Nephew is especially opposed to a peace deal because, he admits, US sanctions are the main source of Iran’s problems, and therefore the main engine of his desired regime change. If the US offers “comprehensive sanctions relief for Iran,” he writes, that “would help flood the country with enough money to overcome its legacy of mismanagement, corruption, and failed governance.” If the US lets Iran access enough money to resolve its problems, that in turn “might relieve popular pressure on the regime.” Better then to let Iran’s population suffer under US sanctions and blockades, and never mind the ripple effects on the global economy.
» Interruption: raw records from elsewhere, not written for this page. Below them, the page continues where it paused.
// Copyright 2025 Lorelog (https://github.com/lorelog)
//
// This program is free software: you can redistribute it and/or modify
// it under the terms of the GNU Affero General Public License as published by
// the Free Software Foundation, either version 3 of the License, or
// (at your option) any later version.
//
// This program is distributed in the hope that it will be useful,
// but WITHOUT ANY WARRANTY; without even the implied warranty of
// MERCHANTABILITY or FITNESS FOR A PARTICULAR PURPOSE. See the
// GNU Affero General Public License for more details.
//
// You should have received a copy of the GNU Affero General Public License
// along with this program. If not, see <https://www.gnu.org/licenses/>.

//! Journal file discovery
//!
//! Lists candidate journal files oldest to newest. Filenames commonly
//! embed an ordering counter (`journal.0002.log`); that counter is parsed
//! as a *sort hint only*, with modification time as the fallback and the
//! tie-breaker. File identity, handled in [`crate::position`], remains the
//! authoritative rotation signal.

use std::path::{Path, PathBuf};
use std::time::SystemTime;

/// Extensions considered journal files.
const JOURNAL_EXTENSIONS: [&str; 2] = ["log", "jsonl"];

/// Longest digit run honored as an ordering hint; longer runs would not
/// fit u64 and are ignored.
const MAX_HINT_DIGITS: usize = 18;

/// A discovered candidate file.
#[derive(Debug, Clone, PartialEq, Eq)]
pub struct JournalFile {
    pub path: PathBuf,
    pub modified: SystemTime,
    /// Numeric ordering hint parsed from the filename, if any.
    pub order_hint: Option<u64>,
}

/// List journal files in `dir`, sorted oldest to newest.
///
/// An absent or empty directory yields an empty list, never an error; a
/// single unreadable entry is skipped without blocking the others.
pub fn discover(dir: &Path) -> Vec<JournalFile> {
    let entries = match std::fs::read_dir(dir) {
        Ok(entries) => entries,
        Err(e) => {
            tracing::debug!(dir = %dir.display(), error = %e,
                "journal directory not readable, treating as empty");
            return Vec::new();
        }
    };

    let mut files = Vec::new();
    for entry in entries {
        let entry = match entry {
            Ok(entry) => entry,
            Err(e) => {
                tracing::warn!(dir = %dir.display(), error = %e, "skipping unreadable entry");
                continue;
            }
        };
        let path = entry.path();
        if !is_journal_file(&path) {
            continue;
        }
        let meta = match entry.metadata() {
            Ok(meta) if meta.is_file() => meta,
            Ok(_) => continue,
            Err(e) => {
                tracing::warn!(path = %path.display(), error = %e,
                    "cannot stat journal file, skipping this pass");
                continue;
            }
        };
        let modified = meta.modified().unwrap_or(SystemTime::UNIX_EPOCH);
        files.push(JournalFile {
            order_hint: order_hint(&path),
            path,
            modified,
        });
    }

    sort_oldest_first(&mut files);
    files
}

/// The newest file by the discovery order is the active file.
pub fn select_active(files: &[JournalFile]) -> Option<&JournalFile> {
    files.last()
}

fn is_journal_file(path: &Path) -> bool {
    path.extension()
        .and_then(|ext| ext.to_str())
        .is_some_and(|ext| JOURNAL_EXTENSIONS.contains(&ext))
}

/// Oldest first. Hints are honored only when every candidate carries one:
/// a hint key and an mtime key can disagree, and mixing them per-pair
/// would not give a total order. Within a hint-keyed sort, mtime breaks
/// ties, so of two files claiming the same counter the most recently
/// modified sorts newest.
fn sort_oldest_first(files: &mut [JournalFile]) {
    if files.iter().all(|f| f.order_hint.is_some()) {
        files.sort_by_key(|f| (f.order_hint, f.modified));
    } else {
        files.sort_by_key(|f| f.modified);
    }
}

/// Parse the last digit run of the file stem as the ordering hint.
///
/// `journal.0002.log` → 2; `journal.2026-08-01.log` → 1 (the day field) is
/// harmless because all files written the same day carry the same pattern
/// and fall through to mtime ordering.
fn order_hint(path: &Path) -> Option<u64> {
    let stem = path.file_stem()?.to_str()?;
    let mut runs = Vec::new();
    let mut current = String::new();
    for c in stem.chars() {
        if c.is_ascii_digit() {
            current.push(c);
        } else if !current.is_empty() {
            runs.push(std::mem::take(&mut current));
        }
    }
    if !current.is_empty() {
        runs.push(current);
    }
    let last = runs.last()?;
    if last.len() > MAX_HINT_DIGITS {
        return None;
    }
    last.parse().ok()
}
As for why it’s worth immiserating the people of Iran in the hopes of one day overthrowing their leadership, Nephew is equally blunt. Sure, Iranian leaders “seem keen on reaching a broader peace settlement,” but that is not enough. Unfortunately, “there is no proof whatsoever that they are willing to fundamentally change the character of their government.” Specifically, as the past few months have shown, “they are all determined to defeat the United States and strengthen the Islamic Republic.” For operating under the belief that they can resist an unprovoked war of aggression, this means that they “are every bit as extreme as their predecessors.”

Alternatively, the extremists are those in Washington – under Trump, Biden, and now Trump once again – who support impoverishing the people of Iran simply because their government defends itself. Another top Biden official, Amos Hochstein, recently acknowledged that he supported Trump’s first bombing of Iran last June, and that a second-term Biden presidency would have likely done the same.

The bipartisan consensus around regime change and economic strangulation in Iran evokes an observation by Henry Precht, a former State Dept. Director for Iranian Affairs, nearly 40 years ago. “The American consensus on Iran is persistent and clear,” Precht wrote in 1988. “The leaders in Tehran are crazy, blindly ideological, resistant to international law and opinion, and virtually impossible to deal with.” In reality, he added, “the immediate agenda of the Islamic Republic’s leaders is political and economic independence at home, not dominion abroad.”

Because US leaders from both parties are united behind dominion abroad, Iran must therefore be denied economic survival. Even if Trump does not resume bombing Iran, there is little opposition to the traditional policy of making its people suffer.